Enviado el viernes, 22 de febrero de 2008 9:23
Hace mucho tiempo que una de mis divisas principales es aquella que se le atribuye, no sé si apócrifamente, a Cicerón, en la que decía que "una habitación sin libros es como un cuerpo sin alma", y hoy me he dado cuento que llevo media vida dotando de alma a las casas por donde paso, es decir, a llenarlas desmesurada e incontrolablemente de libros.

En la primera de las imágenes, arriba, puede observarse una ingeniosa solución para convertir el espacio liberado entre las vigas vistas del techo de una habitación en una improvisada biblioteca, aliviadora del espacio saturado del resto de la estancia.

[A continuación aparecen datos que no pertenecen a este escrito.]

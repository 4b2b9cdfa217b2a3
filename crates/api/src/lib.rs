//! HTTP front end: server wiring, routing, sessions and page rendering.

pub mod app;
pub mod context;
pub mod middleware;
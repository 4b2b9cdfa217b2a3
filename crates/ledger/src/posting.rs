//! Postings: the unit of work storage commits atomically.

use serde::{Deserialize, Serialize};

use cardbank_core::{Money, UserId};

use crate::account::Account;
use crate::entry::LedgerEntry;
use crate::error::LedgerError;

/// Signed change to one account's balance.
#[derive(Debug, Clone, Copy, PartialEq, Eq, Serialize, Deserialize)]
pub struct BalanceChange {
    pub user_id: UserId,
    pub delta: Money,
}

/// Balance changes plus the ledger rows that explain them.
///
/// Either every change and every row is committed, or none is. Storage
/// applies changes as deltas and refuses any debit that would take a
/// balance below zero, so a posting planned against a stale balance fails
/// instead of overdrawing.
#[derive(Debug, Clone, PartialEq, Eq, Serialize, Deserialize)]
pub struct Posting {
    pub changes: Vec<BalanceChange>,
    pub entries: Vec<LedgerEntry>,
}

impl Posting {
    /// Net delta this posting applies to `user_id`.
    pub fn delta_for(&self, user_id: UserId) -> Money {
        self.changes
            .iter()
            .filter(|c| c.user_id == user_id)
            .fold(Money::ZERO, |acc, c| acc.checked_add(c.delta).unwrap_or(acc))
    }

    /// Apply this posting's changes for `account` in place.
    ///
    /// Used by stores that hold accounts in memory; the account is left
    /// untouched on error.
    pub fn apply_to(&self, account: &mut Account) -> Result<(), LedgerError> {
        let mut balance = account.balance;
        for change in self.changes.iter().filter(|c| c.user_id == account.id) {
            balance = balance.checked_add(change.delta).ok_or(LedgerError::Overflow)?;
            if change.delta.is_negative() && balance.is_negative() {
                return Err(LedgerError::InsufficientBalance {
                    available: account.balance,
                    required: -change.delta,
                });
            }
        }
        account.balance = balance;
        Ok(())
    }
}
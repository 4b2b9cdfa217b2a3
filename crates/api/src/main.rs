use anyhow::Context;

use cardbank_infra::AppConfig;

#[tokio::main]
async fn main() -> anyhow::Result<()> {
    // A missing .env file is fine.
    let _ = dotenvy::dotenv();
    cardbank_observability::init();

    let config = AppConfig::from_env().context("invalid configuration")?;
    let app = cardbank_api::app::build_app(&config).await?;

    let listener = tokio::net::TcpListener::bind(config.bind_addr)
        .await
        .with_context(|| format!("failed to bind {}", config.bind_addr))?;

    tracing::info!("listening on {}", listener.local_addr()?);

    axum::serve(listener, app).await?;
    Ok(())
}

En la imagen superior, otra solución no menos ingeniosas, la de convertir los vanos entre escalones de una escalera vista en un espacio desacostumbrado pero provechoso para almacenar los excedentes editoriales.

Libros, por qué no, bajo las patas de la mesa del salón, ayudando a equilibrarla y, simultáneamente, a ahorrar espacio.

O colgarlos del techo con perchas, a lo largo del pasillo, o en esos espacios muertos que pueden encontrarse en todas las habitaciones.
Una casa sin libros es -seguiré sumándome a la máxima ciceroniana-, como un cuerpo sin alma, y yo para estas cosas soy muy animista, aunque llegue el libro electrónico, o aunque buena parte del papel que antes consumíamos se haya convertido en un contenidos accesible a través de la web. Para quienes creemos, como santeros, que un libro es un buen amigo, irremplazable, dotado de alma, un buen Ex Libris podría ser seguramente este:

¿Puede ponerse un Ex Libris a un libro electrónico, a propósito?

Pd. Me dicen en
Taschen que el Golden Ticket de
Vanessa del Río sigue sin encontrarse. Quizás tú puedas ser el afortunado.